> [Your task] Of the entries below, return only those lines from the line with "use std::str::FromStr;" to the line with "the closed set.", exactly, both included.

START Raw data

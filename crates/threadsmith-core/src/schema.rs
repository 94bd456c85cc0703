//! Result Schema: the record types every task output must conform to.
//!
//! All numeric scores are bounded to [0, 100] and the bounds are enforced at
//! construction, including during deserialization. Candidate identifiers are
//! a closed three-member set. `FinalOutput` ties a run together and checks
//! its own cross-field invariants.

use serde::{Deserialize, Serialize};
use std::collections::BTreeMap;
use std::fmt;
use std::str::FromStr;
use thiserror::Error;

/// Errors from constructing or validating Result Schema values.
#[derive(Debug, Error, Clone, PartialEq, Eq)]
pub enum SchemaError {
    /// A score or sub-score fell outside [0, 100].
    #[error("score {0} is out of range (expected 0..=100)")]
    ScoreOutOfRange(u8),

    /// A candidate identifier outside the closed set.
    #[error("unknown candidate id '{0}' (expected conservative, balanced, or aggressive)")]
    UnknownCandidateId(String),

    /// Candidate and score lists are not index-aligned.
    #[error("{candidates} candidates but {scores} scores; the lists must be index-aligned")]
    CandidateScoreMismatch {
        /// Number of candidates in the output.
        candidates: usize,
        /// Number of scores in the output.
        scores: usize,
    },

    /// The same candidate id appeared more than once.
    #[error("duplicate candidate id '{0}'")]
    DuplicateCandidate(CandidateId),
}

/// An integer score bounded to [0, 100].
///
/// Deserialization goes through the same check as [`Score::new`], so
/// out-of-range wire values are rejected rather than clamped.
#[derive(
    Debug, Clone, Copy, PartialEq, Eq, PartialOrd, Ord, Hash, Serialize, Deserialize,
)]
#[serde(try_from = "u8", into = "u8")]
pub struct Score(u8);

impl Score {
    /// Largest representable score.
    pub const MAX: u8 = 100;

    /// Creates a score, rejecting values above 100.
    ///
    /// # Errors
    /// Returns `SchemaError::ScoreOutOfRange` for values above 100.
    pub fn new(value: u8) -> Result<Self, SchemaError> {
        if value > Self::MAX {
            return Err(SchemaError::ScoreOutOfRange(value));
        }
        Ok(Self(value))
    }

    /// Returns the numeric value.
    #[must_use]
    pub const fn value(self) -> u8 {
        self.0
    }
}

impl TryFrom<u8> for Score {
    type Error = SchemaError;

    fn try_from(value: u8) -> Result<Self, Self::Error> {
        Score::new(value)
    }
}

impl From<Score> for u8 {
    fn from(score: Score) -> Self {
        score.0
    }
}

impl fmt::Display for Score {
    fn fmt(&self, f: &mut fmt::Formatter<'_>) -> fmt::Result {
        write!(f, "{}", self.0)
    }
}

/// Which of the three framing strategies a candidate thread takes.
#[derive(
    Debug, Clone, Copy, PartialEq, Eq, PartialOrd, Ord, Hash, Serialize, Deserialize,
)]
#[serde(rename_all = "lowercase")]
pub enum CandidateId {
    /// Safe framing, low controversy.
    Conservative,
    /// Middle-ground framing.
    Balanced,
    /// Provocative framing, engagement-bait leaning.
    Aggressive,
}

impl CandidateId {
    /// All identifiers, in their canonical order.
    pub const ALL: [CandidateId; 3] =
        [CandidateId::Conservative, CandidateId::Balanced, CandidateId::Aggressive];

    /// The lowercase wire name.
    #[must_use]
    pub const fn as_str(self) -> &'static str {
        match self {
            CandidateId::Conservative => "conservative",
            CandidateId::Balanced => "balanced",
            CandidateId::Aggressive => "aggressive",
        }
    }
}

impl fmt::Display for CandidateId {
    fn fmt(&self, f: &mut fmt::Formatter<'_>) -> fmt::Result {
        f.write_str(self.as_str())
    }
}

impl FromStr for CandidateId {
    type Err = SchemaError;

    fn from_str(s: &str) -> Result<Self, Self::Err> {
        match s {
            "conservative" => Ok(CandidateId::Conservative),
            "balanced" => Ok(CandidateId::Balanced),
            "aggressive" => Ok(CandidateId::Aggressive),
            other => Err(SchemaError::UnknownCandidateId(other.to_string())),
        }
    }
}

/// Per-dimension virality sub-scores.
#[derive(Debug, Clone, PartialEq, Eq, Serialize, Deserialize)]
pub struct ViralBreakdown {
    /// How strongly the opening grabs attention.
    pub hook: Score,
    /// How fresh the angle is.
    pub novelty: Score,
    /// How easy the thread is to follow.
    pub clarity: Score,
    /// How likely readers are to repost it.
    pub shareability: Score,
    /// How strongly it provokes replies.
    pub comment_bait: Score,
}

/// A structured virality assessment for one candidate.
#[derive(Debug, Clone, PartialEq, Eq, Serialize, Deserialize)]
pub struct ViralScore {
    /// Aggregate score in [0, 100].
    pub total: Score,
    /// Per-dimension sub-scores.
    pub breakdown: ViralBreakdown,
    /// Free-text justification for the numbers.
    pub rationale: String,
    /// Ordered improvement suggestions.
    pub improvements: Vec<String>,
}

/// One drafted thread, in one of the three framings.
#[derive(Debug, Clone, PartialEq, Eq, Serialize, Deserialize)]
pub struct ThreadCandidate {
    /// Which framing this candidate takes.
    pub id: CandidateId,
    /// Thread title or opening line.
    pub title: String,
    /// Ordered body segments (one per post).
    #[serde(default)]
    pub body: Vec<String>,
    /// Ordered meme references woven into the thread.
    #[serde(default)]
    pub memes: Vec<String>,
    /// Call to action closing the thread.
    pub cta: String,
    /// Target platform the draft is written for.
    pub platform: String,
}

/// The judge's verdict over the full candidate set.
#[derive(Debug, Clone, PartialEq, Eq, Serialize, Deserialize)]
pub struct Review {
    /// Overall assessment of the candidate set.
    pub summary: String,
    /// What works across the candidates.
    pub strengths: Vec<String>,
    /// What falls flat.
    pub weaknesses: Vec<String>,
    /// Suggested rewrite per candidate id.
    pub rewrites: BTreeMap<CandidateId, String>,
    /// Which candidate to publish, and why.
    pub final_recommendation: String,
    /// Commentary on whether the scores hold up.
    pub score_review: String,
}

/// The three pass-through inputs a run is parameterized by.
#[derive(Debug, Clone, PartialEq, Eq, Serialize, Deserialize)]
pub struct RunInputs {
    /// Subject to build threads around.
    pub topic: String,
    /// Platform the threads target (e.g., "Twitter").
    pub platform: String,
    /// Audience the threads are written for.
    pub target_audience: String,
}

impl RunInputs {
    /// Creates run inputs.
    #[must_use]
    pub fn new(
        topic: impl Into<String>,
        platform: impl Into<String>,
        target_audience: impl Into<String>,
    ) -> Self {
        Self {
            topic: topic.into(),
            platform: platform.into(),
            target_audience: target_audience.into(),
        }
    }
}

/// The structured artifact one pipeline run produces.
///
/// `scores[i]` rates `candidates[i]`; construction rejects misaligned lists
/// and duplicate candidate ids.
#[derive(Debug, Clone, PartialEq, Eq, Serialize, Deserialize)]
pub struct FinalOutput {
    /// Verbatim run input.
    pub topic: String,
    /// Verbatim run input.
    pub target_audience: String,
    /// Verbatim run input.
    pub platform: String,
    /// The drafted candidates, in generation order.
    pub candidates: Vec<ThreadCandidate>,
    /// Index-aligned virality scores.
    pub scores: Vec<ViralScore>,
    /// The judge's verdict.
    pub review: Review,
}

impl FinalOutput {
    /// Assembles a run artifact, copying the inputs through verbatim.
    ///
    /// # Errors
    /// Returns `SchemaError` if candidates and scores differ in length or a
    /// candidate id repeats.
    pub fn new(
        inputs: &RunInputs,
        candidates: Vec<ThreadCandidate>,
        scores: Vec<ViralScore>,
        review: Review,
    ) -> Result<Self, SchemaError> {
        let output = Self {
            topic: inputs.topic.clone(),
            target_audience: inputs.target_audience.clone(),
            platform: inputs.platform.clone(),
            candidates,
            scores,
            review,
        };
        output.validate()?;
        Ok(output)
    }

    /// Re-checks the cross-field invariants, e.g. after deserializing.
    ///
    /// # Errors
    /// Returns `SchemaError` if candidates and scores differ in length or a
    /// candidate id repeats.
    pub fn validate(&self) -> Result<(), SchemaError> {
        if self.candidates.len() != self.scores.len() {
            return Err(SchemaError::CandidateScoreMismatch {
                candidates: self.candidates.len(),
                scores: self.scores.len(),
            });
        }

        let mut seen: Vec<CandidateId> = Vec::with_capacity(self.candidates.len());
        for candidate in &self.candidates {
            if seen.contains(&candidate.id) {
                return Err(SchemaError::DuplicateCandidate(candidate.id));
            }
            seen.push(candidate.id);
        }

        Ok(())
    }
}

END Raw data

> [Response to this exercise]
use std::str::FromStr;
use thiserror::Error;

/// Errors from constructing or validating Result Schema values.
#[derive(Debug, Error, Clone, PartialEq, Eq)]
pub enum SchemaError {
    /// A score or sub-score fell outside [0, 100].
    #[error("score {0} is out of range (expected 0..=100)")]
    ScoreOutOfRange(u8),

    /// A candidate identifier outside the closed set.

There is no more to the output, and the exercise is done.